Согласно второму варианту событий февраля шестьдесят шестого года Вениамина Морозова милиционера задержали на трамвайной остановке около Октябрьского рынка. Студент был пьян, скандалил с собравшимися на остановке гражданами. Едва не устроил драку с пенсионером (инвалидом, ветераном войны). В этой статье упомянули только пьяную ругань студента — никаких антикоммунистических высказываний ему не приписывали. Сообщили о том, что милиционеров позвали возмущённые поведением студента граждане. Милиционеры попытались Морозова задержать. Но Морозов ударил одного из стражей порядка и пустился в бега.

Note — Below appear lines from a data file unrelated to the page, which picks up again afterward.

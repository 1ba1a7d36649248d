//! JSON-RPC 2.0 transport over HTTP
use async_trait::async_trait;
use serde_json::{json, Value};
use std::collections::HashMap;
use std::sync::atomic::{AtomicU64, Ordering};
use std::time::Duration;
use tracing::{debug, trace};

use crate::rpc_config::KeepAliveConfig;
use crate::rpc_errors::RpcError;

/// Wire-level access to a node. Timeouts are applied by the caller.
#[async_trait]
pub trait RpcTransport: Send + Sync {
    /// Issue one JSON-RPC call and return its `result`
    async fn send(&self, endpoint: &str, method: &str, params: &Value) -> Result<Value, RpcError>;

    /// Issue one JSON-RPC batch of `method` calls.
    ///
    /// The outer error fails the whole batch; inner results are per item, in
    /// the order of `params`.
    async fn send_batch(
        &self,
        endpoint: &str,
        method: &str,
        params: &[Value],
    ) -> Result<Vec<Result<Value, RpcError>>, RpcError>;
}

pub struct HttpTransport {
    client: reqwest::Client,
    next_id: AtomicU64,
}

impl HttpTransport {
    pub fn new(keep_alive: &KeepAliveConfig) -> Result<Self, RpcError> {
        let mut builder = reqwest::Client::builder();
        builder = if keep_alive.enabled {
            let idle = Duration::from_millis(keep_alive.msecs);
            builder
                .pool_max_idle_per_host(keep_alive.sockets)
                .pool_idle_timeout(idle)
                .tcp_keepalive(idle)
        } else {
            builder.pool_max_idle_per_host(0)
        };

        let client = builder
            .build()
            .map_err(|e| RpcError::Internal(format!("failed to build HTTP client: {}", e)))?;

        Ok(Self {
            client,
            next_id: AtomicU64::new(1),
        })
    }

    async fn post(&self, endpoint: &str, body: &Value) -> Result<Value, RpcError> {
        let response = self
            .client
            .post(endpoint)
            .json(body)
            .send()
            .await
            .map_err(|e| RpcError::transport(endpoint, e.to_string()))?;

        let status = response.status();
        if status == reqwest::StatusCode::TOO_MANY_REQUESTS {
            return Err(RpcError::transport(endpoint, "rate limited (HTTP 429)"));
        }
        if !status.is_success() {
            return Err(RpcError::RpcResponse {
                endpoint: endpoint.to_string(),
                code: i64::from(status.as_u16()),
                message: status
                    .canonical_reason()
                    .unwrap_or("HTTP error")
                    .to_string(),
            });
        }

        response
            .json::<Value>()
            .await
            .map_err(|e| RpcError::transport(endpoint, format!("invalid JSON body: {}", e)))
    }
}

/// Split a JSON-RPC response object into its result or error
fn parse_response(endpoint: &str, mut body: Value) -> Result<Value, RpcError> {
    if let Some(error) = body.get("error").filter(|e| !e.is_null()) {
        return Err(RpcError::RpcResponse {
            endpoint: endpoint.to_string(),
            code: error.get("code").and_then(Value::as_i64).unwrap_or(-32603),
            message: error
                .get("message")
                .and_then(Value::as_str)
                .unwrap_or("unknown error")
                .to_string(),
        });
    }
    match body.get_mut("result") {
        Some(result) => Ok(result.take()),
        None => Err(RpcError::transport(endpoint, "response has neither result nor error")),
    }
}

#[async_trait]
impl RpcTransport for HttpTransport {
    async fn send(&self, endpoint: &str, method: &str, params: &Value) -> Result<Value, RpcError> {
        let id = self.next_id.fetch_add(1, Ordering::Relaxed);
        let body = json!({
            "jsonrpc": "2.0",
            "id": id,
            "method": method,
            "params": params,
        });
        trace!(endpoint = %endpoint, method = %method, id = id, "Sending JSON-RPC request");
        let response = self.post(endpoint, &body).await?;
        parse_response(endpoint, response)
    }

    async fn send_batch(
        &self,
        endpoint: &str,
        method: &str,
        params: &[Value],
    ) -> Result<Vec<Result<Value, RpcError>>, RpcError> {
        let base = self
            .next_id
            .fetch_add(params.len() as u64, Ordering::Relaxed);
        let body: Vec<Value> = params
            .iter()
            .enumerate()
            .map(|(i, p)| {
                json!({
                    "jsonrpc": "2.0",
                    "id": base + i as u64,
                    "method": method,
                    "params": p,
                })
            })
            .collect();

        debug!(endpoint = %endpoint, method = %method, size = params.len(), "Sending JSON-RPC batch");
        let response = self.post(endpoint, &Value::Array(body)).await?;

        let items = match response {
            Value::Array(items) => items,
            // A node may answer a whole batch with one error object
            single => {
                parse_response(endpoint, single)?;
                return Err(RpcError::transport(
                    endpoint,
                    "batch answered with a single result",
                ));
            }
        };

        // Nodes may reorder batch responses; match them back by id
        let mut by_id: HashMap<u64, Value> = items
            .into_iter()
            .filter_map(|item| item.get("id").and_then(Value::as_u64).map(|id| (id, item)))
            .collect();

        Ok((0..params.len())
            .map(|i| match by_id.remove(&(base + i as u64)) {
                Some(item) => parse_response(endpoint, item),
                None => Err(RpcError::transport(endpoint, "missing item in batch response")),
            })
            .collect())
    }
}

#[cfg(test)]
mod tests {
    use super::*;

    fn transport() -> HttpTransport {
        HttpTransport::new(&KeepAliveConfig::default()).unwrap()
    }

    #[tokio::test]
    async fn test_send_returns_result() {
        let mut server = mockito::Server::new_async().await;
        let mock = server
            .mock("POST", "/")
            .match_body(mockito::Matcher::PartialJson(json!({"method": "getSlot"})))
            .with_status(200)
            .with_header("content-type", "application/json")
            .with_body(r#"{"jsonrpc":"2.0","id":1,"result":1234}"#)
            .create_async()
            .await;

        let result = transport()
            .send(&server.url(), "getSlot", &json!([]))
            .await
            .unwrap();
        assert_eq!(result, json!(1234));
        mock.assert_async().await;
    }

    #[tokio::test]
    async fn test_send_maps_rpc_error() {
        let mut server = mockito::Server::new_async().await;
        server
            .mock("POST", "/")
            .with_status(200)
            .with_header("content-type", "application/json")
            .with_body(r#"{"jsonrpc":"2.0","id":1,"error":{"code":-32602,"message":"Invalid params"}}"#)
            .create_async()
            .await;

        let err = transport()
            .send(&server.url(), "getAccountInfo", &json!(["x"]))
            .await
            .unwrap_err();
        assert!(matches!(err, RpcError::RpcResponse { code: -32602, .. }));
        assert!(!err.trips_breaker());
    }

    #[tokio::test]
    async fn test_http_status_mapping() {
        let mut server = mockito::Server::new_async().await;
        server
            .mock("POST", "/")
            .with_status(429)
            .create_async()
            .await;
        let err = transport()
            .send(&server.url(), "getSlot", &json!([]))
            .await
            .unwrap_err();
        assert!(matches!(err, RpcError::Transport { .. }));

        let mut server = mockito::Server::new_async().await;
        server
            .mock("POST", "/")
            .with_status(503)
            .create_async()
            .await;
        let err = transport()
            .send(&server.url(), "getSlot", &json!([]))
            .await
            .unwrap_err();
        assert!(matches!(err, RpcError::RpcResponse { code: 503, .. }));
        assert!(err.trips_breaker());
    }

    #[tokio::test]
    async fn test_batch_reorders_by_id() {
        let mut server = mockito::Server::new_async().await;
        // Fresh transport: ids start at 1
        server
            .mock("POST", "/")
            .with_status(200)
            .with_header("content-type", "application/json")
            .with_body(
                r#"[
                    {"jsonrpc":"2.0","id":3,"result":"c"},
                    {"jsonrpc":"2.0","id":1,"result":"a"},
                    {"jsonrpc":"2.0","id":2,"error":{"code":-32602,"message":"bad"}}
                ]"#,
            )
            .create_async()
            .await;

        let results = transport()
            .send_batch(
                &server.url(),
                "getAccountInfo",
                &[json!(["a"]), json!(["b"]), json!(["c"])],
            )
            .await
            .unwrap();

        assert_eq!(results.len(), 3);
        assert_eq!(results[0].as_ref().unwrap(), &json!("a"));
        assert!(results[1].is_err());
        assert_eq!(results[2].as_ref().unwrap(), &json!("c"));
    }

    #[tokio::test]
    async fn test_unreachable_endpoint_is_transport_error() {
        let err = transport()
            .send("http://127.0.0.1:1", "getSlot", &json!([]))
            .await
            .unwrap_err();
        assert!(matches!(err, RpcError::Transport { .. }));
        assert!(err.is_retryable());
    }
}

Пьяного студента догнали. Но Морозов не угомонился — «разбил» одному из милиционеров голову. Разозлённые стражи порядка избили Вениамина и доставили его в ближайшее отделение милиции. Студент в отделении милиции не успокоился. Милиционеры применили против него противоправные действия: избили студента до потери сознания. В этой версии событий испугавшиеся наказания за содеянное милиционеры тоже попытались скрыть свои действия. Они вынесли бесчувственного студента на автобусную остановку, вызвали бригаду скорой помощи. В больнице Морозов ненадолго пришёл в себя. Он рассказал, что с ним произошло.

Ночью Вениамин Морозов скончался от полученных травм. Днём двадцатого февраля в Октябрьском районе около отделения милиции собралось более трёхсот человек. Возмущённые действиями стражей порядка граждане потребовали наказать виновных в смерти Вениамина Морозова милиционеров. Представители милиции потребовали, чтобы граждане разошлись, сыпали угрозами. Но собравшаяся около отделения милиции толпа, состоявшая в основном из студентов и ветеранов войны, не испугалась угроз. Недовольные бездействием властей граждане ворвались в отделение милиции и устроили там погром.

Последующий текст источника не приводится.